Every line containing the word "scheme" must be pulled from the records.

___ GIVEN ENTRIES

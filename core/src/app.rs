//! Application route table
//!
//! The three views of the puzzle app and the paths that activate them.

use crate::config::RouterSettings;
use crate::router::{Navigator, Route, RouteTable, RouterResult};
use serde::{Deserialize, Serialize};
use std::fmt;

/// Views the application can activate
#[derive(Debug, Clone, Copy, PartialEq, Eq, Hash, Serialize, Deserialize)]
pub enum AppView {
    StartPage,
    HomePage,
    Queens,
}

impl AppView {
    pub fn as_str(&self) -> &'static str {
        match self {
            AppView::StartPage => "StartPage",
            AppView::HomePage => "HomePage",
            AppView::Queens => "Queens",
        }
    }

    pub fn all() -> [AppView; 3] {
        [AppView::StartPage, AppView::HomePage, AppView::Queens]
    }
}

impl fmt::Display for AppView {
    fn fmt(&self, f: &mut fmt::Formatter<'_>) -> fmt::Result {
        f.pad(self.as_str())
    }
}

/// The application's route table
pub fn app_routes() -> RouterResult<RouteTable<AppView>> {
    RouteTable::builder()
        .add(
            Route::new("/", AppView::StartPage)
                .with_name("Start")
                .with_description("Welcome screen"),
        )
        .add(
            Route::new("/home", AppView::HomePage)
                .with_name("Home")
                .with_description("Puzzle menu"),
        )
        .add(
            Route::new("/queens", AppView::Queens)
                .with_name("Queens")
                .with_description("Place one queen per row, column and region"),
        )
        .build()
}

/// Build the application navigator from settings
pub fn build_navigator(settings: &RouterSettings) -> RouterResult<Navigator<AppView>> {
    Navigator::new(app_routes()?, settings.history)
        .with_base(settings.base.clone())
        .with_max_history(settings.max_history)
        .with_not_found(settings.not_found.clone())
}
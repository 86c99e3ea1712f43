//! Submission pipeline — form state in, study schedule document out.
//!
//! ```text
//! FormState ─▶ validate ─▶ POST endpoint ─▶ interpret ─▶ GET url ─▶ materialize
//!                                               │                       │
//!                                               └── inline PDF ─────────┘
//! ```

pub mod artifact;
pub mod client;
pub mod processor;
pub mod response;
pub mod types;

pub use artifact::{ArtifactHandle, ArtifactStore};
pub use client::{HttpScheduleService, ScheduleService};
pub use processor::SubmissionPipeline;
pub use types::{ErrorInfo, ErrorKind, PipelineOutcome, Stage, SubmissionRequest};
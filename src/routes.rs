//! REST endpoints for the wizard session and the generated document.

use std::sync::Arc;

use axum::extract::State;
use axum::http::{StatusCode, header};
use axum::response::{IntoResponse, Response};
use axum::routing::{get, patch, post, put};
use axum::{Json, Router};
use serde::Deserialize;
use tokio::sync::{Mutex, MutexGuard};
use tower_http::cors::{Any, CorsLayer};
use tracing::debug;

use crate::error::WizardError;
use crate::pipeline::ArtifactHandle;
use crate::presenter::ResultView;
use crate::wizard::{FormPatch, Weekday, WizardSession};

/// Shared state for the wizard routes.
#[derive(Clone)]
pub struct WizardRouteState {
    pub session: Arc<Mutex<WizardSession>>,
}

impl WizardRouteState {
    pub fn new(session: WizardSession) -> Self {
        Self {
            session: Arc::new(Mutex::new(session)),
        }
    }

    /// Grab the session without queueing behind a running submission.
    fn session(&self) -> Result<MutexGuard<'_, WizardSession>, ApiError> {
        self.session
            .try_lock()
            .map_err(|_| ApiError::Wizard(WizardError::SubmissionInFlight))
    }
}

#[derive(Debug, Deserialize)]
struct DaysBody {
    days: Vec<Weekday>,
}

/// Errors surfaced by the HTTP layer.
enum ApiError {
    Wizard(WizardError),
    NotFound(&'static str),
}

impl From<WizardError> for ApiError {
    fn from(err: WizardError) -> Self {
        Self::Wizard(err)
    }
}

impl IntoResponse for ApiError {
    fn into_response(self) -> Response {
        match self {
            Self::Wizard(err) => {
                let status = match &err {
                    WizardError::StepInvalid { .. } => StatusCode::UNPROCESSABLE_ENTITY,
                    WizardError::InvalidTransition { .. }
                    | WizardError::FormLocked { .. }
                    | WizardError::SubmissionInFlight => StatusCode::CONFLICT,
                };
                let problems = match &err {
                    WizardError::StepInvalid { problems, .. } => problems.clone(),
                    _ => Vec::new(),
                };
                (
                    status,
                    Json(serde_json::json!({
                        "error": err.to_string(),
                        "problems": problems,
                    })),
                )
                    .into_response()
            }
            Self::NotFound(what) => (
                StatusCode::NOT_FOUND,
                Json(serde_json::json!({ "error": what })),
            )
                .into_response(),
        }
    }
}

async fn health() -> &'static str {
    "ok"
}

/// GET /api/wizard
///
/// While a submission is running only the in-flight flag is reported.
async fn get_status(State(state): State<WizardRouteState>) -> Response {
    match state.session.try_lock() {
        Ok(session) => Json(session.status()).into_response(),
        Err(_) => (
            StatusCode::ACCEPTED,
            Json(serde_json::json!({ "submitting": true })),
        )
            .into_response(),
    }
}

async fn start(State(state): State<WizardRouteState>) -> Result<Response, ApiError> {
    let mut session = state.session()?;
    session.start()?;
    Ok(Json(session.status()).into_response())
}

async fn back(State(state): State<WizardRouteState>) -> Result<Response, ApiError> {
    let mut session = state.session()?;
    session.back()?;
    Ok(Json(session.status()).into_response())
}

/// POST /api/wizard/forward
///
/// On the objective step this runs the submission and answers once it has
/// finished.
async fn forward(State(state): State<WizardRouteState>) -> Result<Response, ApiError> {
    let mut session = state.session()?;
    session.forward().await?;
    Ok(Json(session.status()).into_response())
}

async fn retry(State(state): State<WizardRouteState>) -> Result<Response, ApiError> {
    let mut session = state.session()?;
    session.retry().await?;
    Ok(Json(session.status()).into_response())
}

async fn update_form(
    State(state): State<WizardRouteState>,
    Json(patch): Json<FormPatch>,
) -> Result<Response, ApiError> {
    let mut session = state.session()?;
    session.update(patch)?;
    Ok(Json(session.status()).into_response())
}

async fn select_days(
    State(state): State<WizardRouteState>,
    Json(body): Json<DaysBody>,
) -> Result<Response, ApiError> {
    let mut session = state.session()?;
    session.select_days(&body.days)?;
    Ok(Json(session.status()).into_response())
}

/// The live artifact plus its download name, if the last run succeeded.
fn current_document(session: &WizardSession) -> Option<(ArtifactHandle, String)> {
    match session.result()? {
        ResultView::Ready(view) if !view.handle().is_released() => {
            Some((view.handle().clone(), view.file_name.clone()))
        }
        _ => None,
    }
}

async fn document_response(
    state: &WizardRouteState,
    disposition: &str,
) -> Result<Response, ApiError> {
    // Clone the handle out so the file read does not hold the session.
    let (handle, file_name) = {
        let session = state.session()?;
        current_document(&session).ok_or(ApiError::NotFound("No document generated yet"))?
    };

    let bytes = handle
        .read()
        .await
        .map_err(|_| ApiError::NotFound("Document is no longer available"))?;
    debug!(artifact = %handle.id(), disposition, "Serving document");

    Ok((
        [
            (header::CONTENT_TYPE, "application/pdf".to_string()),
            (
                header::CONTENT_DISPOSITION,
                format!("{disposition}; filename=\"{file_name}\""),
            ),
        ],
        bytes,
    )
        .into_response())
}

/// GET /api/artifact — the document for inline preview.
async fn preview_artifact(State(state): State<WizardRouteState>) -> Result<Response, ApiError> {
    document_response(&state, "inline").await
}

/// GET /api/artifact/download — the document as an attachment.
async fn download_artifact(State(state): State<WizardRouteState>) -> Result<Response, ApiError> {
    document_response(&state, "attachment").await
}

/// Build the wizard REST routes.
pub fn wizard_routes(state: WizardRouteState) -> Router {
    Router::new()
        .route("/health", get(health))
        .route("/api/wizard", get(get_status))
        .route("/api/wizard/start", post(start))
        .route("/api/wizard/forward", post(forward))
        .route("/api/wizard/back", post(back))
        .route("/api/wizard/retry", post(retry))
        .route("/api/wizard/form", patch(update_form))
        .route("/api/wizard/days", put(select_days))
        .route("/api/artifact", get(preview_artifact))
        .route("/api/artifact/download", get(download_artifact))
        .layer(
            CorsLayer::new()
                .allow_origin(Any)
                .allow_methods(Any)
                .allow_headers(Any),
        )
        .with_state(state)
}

______
___ GIVEN ENTRIES

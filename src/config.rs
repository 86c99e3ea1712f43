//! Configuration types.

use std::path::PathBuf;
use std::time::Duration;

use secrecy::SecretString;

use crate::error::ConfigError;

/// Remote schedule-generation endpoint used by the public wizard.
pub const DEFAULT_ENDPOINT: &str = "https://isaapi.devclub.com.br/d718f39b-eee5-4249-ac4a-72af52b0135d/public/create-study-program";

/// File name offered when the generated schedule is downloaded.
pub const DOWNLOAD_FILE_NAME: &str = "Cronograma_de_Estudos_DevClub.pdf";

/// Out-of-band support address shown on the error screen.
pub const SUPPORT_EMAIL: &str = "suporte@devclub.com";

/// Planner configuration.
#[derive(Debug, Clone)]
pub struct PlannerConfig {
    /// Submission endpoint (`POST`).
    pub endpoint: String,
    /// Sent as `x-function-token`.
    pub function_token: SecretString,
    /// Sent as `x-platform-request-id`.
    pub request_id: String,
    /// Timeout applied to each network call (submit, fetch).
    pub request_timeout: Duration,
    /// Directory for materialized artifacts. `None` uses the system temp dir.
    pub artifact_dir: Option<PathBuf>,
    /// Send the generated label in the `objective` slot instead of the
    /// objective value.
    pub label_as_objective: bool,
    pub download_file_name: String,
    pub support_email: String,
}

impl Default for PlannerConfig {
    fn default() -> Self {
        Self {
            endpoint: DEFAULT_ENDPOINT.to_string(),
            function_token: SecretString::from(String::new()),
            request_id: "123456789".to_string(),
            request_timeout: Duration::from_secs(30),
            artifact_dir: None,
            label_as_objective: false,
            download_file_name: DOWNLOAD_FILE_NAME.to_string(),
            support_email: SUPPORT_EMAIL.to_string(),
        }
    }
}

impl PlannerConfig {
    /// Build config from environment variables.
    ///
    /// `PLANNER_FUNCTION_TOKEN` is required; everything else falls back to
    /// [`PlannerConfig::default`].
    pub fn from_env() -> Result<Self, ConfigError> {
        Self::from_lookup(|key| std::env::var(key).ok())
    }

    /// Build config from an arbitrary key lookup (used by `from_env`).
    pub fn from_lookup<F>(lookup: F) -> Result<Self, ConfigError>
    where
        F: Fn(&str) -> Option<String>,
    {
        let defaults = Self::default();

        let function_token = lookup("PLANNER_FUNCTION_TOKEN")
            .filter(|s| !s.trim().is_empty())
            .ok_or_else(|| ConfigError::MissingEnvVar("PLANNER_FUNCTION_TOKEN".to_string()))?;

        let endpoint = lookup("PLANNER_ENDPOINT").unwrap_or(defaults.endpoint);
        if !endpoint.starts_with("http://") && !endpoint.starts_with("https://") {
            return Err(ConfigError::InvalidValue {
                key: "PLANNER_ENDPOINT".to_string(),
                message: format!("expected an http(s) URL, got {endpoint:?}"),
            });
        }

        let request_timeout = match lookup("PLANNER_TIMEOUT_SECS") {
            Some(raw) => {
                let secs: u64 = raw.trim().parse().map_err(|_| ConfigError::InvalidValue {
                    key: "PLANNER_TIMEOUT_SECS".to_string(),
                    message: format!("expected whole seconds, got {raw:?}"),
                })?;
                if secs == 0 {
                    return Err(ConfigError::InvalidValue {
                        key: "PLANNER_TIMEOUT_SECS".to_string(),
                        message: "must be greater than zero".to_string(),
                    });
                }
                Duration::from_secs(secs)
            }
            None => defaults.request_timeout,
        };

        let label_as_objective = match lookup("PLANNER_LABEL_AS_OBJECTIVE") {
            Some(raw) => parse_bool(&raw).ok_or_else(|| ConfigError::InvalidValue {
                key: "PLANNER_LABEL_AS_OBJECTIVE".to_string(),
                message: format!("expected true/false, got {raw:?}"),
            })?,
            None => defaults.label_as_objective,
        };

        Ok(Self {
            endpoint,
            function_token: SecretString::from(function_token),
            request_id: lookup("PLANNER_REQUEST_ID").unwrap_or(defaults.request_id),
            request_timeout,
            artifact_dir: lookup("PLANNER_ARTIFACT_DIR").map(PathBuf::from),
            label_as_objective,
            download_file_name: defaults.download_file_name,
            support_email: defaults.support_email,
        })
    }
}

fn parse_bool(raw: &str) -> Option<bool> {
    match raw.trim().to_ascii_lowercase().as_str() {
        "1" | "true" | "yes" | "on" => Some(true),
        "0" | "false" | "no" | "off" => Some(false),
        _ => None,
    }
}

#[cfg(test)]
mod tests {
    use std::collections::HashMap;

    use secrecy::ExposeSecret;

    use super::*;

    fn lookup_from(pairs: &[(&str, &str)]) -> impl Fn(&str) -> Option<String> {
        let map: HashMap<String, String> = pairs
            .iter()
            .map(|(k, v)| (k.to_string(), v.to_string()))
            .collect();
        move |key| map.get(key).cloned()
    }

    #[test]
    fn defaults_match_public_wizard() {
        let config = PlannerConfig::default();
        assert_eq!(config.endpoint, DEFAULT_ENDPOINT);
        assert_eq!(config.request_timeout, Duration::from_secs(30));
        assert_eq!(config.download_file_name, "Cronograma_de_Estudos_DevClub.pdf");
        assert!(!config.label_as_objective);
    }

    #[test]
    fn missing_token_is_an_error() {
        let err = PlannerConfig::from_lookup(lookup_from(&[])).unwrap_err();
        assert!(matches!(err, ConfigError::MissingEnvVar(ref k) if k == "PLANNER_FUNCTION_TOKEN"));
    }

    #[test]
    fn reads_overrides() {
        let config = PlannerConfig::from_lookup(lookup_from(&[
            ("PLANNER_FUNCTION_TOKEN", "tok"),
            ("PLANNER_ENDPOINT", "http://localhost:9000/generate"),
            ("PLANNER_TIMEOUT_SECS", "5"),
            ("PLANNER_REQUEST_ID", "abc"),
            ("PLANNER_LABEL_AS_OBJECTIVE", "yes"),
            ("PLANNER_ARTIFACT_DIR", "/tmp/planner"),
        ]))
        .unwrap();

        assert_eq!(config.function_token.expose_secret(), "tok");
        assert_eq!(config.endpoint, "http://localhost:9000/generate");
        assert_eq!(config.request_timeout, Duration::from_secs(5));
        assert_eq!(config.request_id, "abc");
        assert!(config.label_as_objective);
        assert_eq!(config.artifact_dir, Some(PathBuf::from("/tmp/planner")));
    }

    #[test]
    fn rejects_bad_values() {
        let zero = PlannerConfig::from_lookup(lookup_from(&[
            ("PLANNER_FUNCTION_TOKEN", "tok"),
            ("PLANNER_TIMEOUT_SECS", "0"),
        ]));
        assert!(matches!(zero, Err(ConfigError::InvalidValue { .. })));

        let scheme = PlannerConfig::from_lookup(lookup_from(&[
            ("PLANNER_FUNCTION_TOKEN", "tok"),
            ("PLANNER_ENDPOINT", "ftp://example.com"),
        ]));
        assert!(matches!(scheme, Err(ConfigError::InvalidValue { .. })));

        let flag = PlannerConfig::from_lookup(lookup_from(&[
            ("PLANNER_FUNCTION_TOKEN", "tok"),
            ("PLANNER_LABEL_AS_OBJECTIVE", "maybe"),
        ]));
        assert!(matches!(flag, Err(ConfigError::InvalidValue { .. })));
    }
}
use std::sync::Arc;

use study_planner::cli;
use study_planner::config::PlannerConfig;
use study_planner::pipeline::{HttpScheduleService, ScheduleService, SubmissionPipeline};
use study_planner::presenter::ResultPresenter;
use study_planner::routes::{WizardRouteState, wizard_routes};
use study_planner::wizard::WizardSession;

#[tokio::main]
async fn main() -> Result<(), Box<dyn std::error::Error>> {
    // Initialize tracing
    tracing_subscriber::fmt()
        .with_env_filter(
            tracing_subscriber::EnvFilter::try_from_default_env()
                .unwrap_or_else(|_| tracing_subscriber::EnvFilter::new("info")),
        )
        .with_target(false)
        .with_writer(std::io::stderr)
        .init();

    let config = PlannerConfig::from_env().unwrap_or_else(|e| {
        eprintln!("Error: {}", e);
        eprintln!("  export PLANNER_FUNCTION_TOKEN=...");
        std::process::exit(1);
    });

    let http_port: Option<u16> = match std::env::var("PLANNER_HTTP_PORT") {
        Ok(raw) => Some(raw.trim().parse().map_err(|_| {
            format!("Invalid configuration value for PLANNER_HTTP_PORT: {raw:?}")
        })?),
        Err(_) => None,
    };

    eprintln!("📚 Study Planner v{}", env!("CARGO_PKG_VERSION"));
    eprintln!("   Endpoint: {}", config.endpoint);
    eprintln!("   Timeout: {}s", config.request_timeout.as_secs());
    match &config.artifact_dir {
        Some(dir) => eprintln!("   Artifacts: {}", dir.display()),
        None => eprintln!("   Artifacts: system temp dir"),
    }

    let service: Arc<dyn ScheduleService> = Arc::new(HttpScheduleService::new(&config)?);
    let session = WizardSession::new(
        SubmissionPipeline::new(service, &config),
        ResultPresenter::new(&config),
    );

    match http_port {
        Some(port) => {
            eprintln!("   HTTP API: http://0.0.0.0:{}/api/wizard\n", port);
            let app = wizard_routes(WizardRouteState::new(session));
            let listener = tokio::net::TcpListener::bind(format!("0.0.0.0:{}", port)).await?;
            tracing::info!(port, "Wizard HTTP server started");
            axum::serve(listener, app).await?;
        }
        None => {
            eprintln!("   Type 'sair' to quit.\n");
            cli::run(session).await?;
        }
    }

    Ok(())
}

______
___ GIVEN ENTRIES

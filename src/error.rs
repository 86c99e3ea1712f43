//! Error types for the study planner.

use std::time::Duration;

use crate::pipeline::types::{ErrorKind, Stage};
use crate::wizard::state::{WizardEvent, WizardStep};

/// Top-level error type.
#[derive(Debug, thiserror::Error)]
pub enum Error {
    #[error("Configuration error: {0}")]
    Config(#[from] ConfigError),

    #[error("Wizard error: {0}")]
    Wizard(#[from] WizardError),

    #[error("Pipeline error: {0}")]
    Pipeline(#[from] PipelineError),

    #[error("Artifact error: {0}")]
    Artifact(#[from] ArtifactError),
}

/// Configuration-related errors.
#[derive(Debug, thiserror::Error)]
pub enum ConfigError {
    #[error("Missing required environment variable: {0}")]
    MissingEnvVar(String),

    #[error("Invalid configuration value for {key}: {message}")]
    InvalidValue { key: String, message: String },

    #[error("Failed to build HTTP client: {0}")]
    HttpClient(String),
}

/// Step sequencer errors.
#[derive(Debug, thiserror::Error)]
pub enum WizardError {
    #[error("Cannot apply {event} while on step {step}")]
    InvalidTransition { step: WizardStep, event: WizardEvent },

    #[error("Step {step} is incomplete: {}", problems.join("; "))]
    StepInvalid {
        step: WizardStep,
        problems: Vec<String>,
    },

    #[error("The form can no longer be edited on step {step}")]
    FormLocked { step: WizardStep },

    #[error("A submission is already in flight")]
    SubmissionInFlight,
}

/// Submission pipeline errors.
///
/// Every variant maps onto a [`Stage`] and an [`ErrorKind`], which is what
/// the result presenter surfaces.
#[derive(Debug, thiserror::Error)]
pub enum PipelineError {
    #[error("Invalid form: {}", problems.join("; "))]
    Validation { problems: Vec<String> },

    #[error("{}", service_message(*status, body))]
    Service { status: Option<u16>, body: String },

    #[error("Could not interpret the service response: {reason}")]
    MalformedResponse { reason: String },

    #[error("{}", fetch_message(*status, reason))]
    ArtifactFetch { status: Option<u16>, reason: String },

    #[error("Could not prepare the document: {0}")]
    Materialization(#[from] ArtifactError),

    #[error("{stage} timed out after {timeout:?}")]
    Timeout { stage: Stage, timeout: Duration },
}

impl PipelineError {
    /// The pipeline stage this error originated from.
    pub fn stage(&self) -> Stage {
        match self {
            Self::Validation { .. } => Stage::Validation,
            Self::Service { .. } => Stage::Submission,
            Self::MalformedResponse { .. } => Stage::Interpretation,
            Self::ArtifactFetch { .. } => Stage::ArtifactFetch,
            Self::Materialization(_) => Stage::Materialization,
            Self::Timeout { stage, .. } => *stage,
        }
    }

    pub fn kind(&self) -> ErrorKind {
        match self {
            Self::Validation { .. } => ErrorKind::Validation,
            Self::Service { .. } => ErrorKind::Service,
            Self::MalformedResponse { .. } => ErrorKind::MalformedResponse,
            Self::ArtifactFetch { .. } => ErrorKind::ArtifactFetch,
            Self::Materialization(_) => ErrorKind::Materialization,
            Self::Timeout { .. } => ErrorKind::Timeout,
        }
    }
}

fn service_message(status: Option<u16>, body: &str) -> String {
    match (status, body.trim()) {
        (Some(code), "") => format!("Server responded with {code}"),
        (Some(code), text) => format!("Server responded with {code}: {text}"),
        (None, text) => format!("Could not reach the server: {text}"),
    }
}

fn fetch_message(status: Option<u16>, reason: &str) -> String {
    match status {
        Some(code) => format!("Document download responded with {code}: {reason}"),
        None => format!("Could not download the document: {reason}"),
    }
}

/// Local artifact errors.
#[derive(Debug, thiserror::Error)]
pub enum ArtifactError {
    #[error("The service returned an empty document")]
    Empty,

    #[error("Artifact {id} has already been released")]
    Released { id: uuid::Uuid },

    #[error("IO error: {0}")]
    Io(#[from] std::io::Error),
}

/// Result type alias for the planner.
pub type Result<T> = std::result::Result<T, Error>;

______

YOUR SOLUTION »
        let scheme = PlannerConfig::from_lookup(lookup_from(&[
        assert!(matches!(scheme, Err(ConfigError::InvalidValue { .. })));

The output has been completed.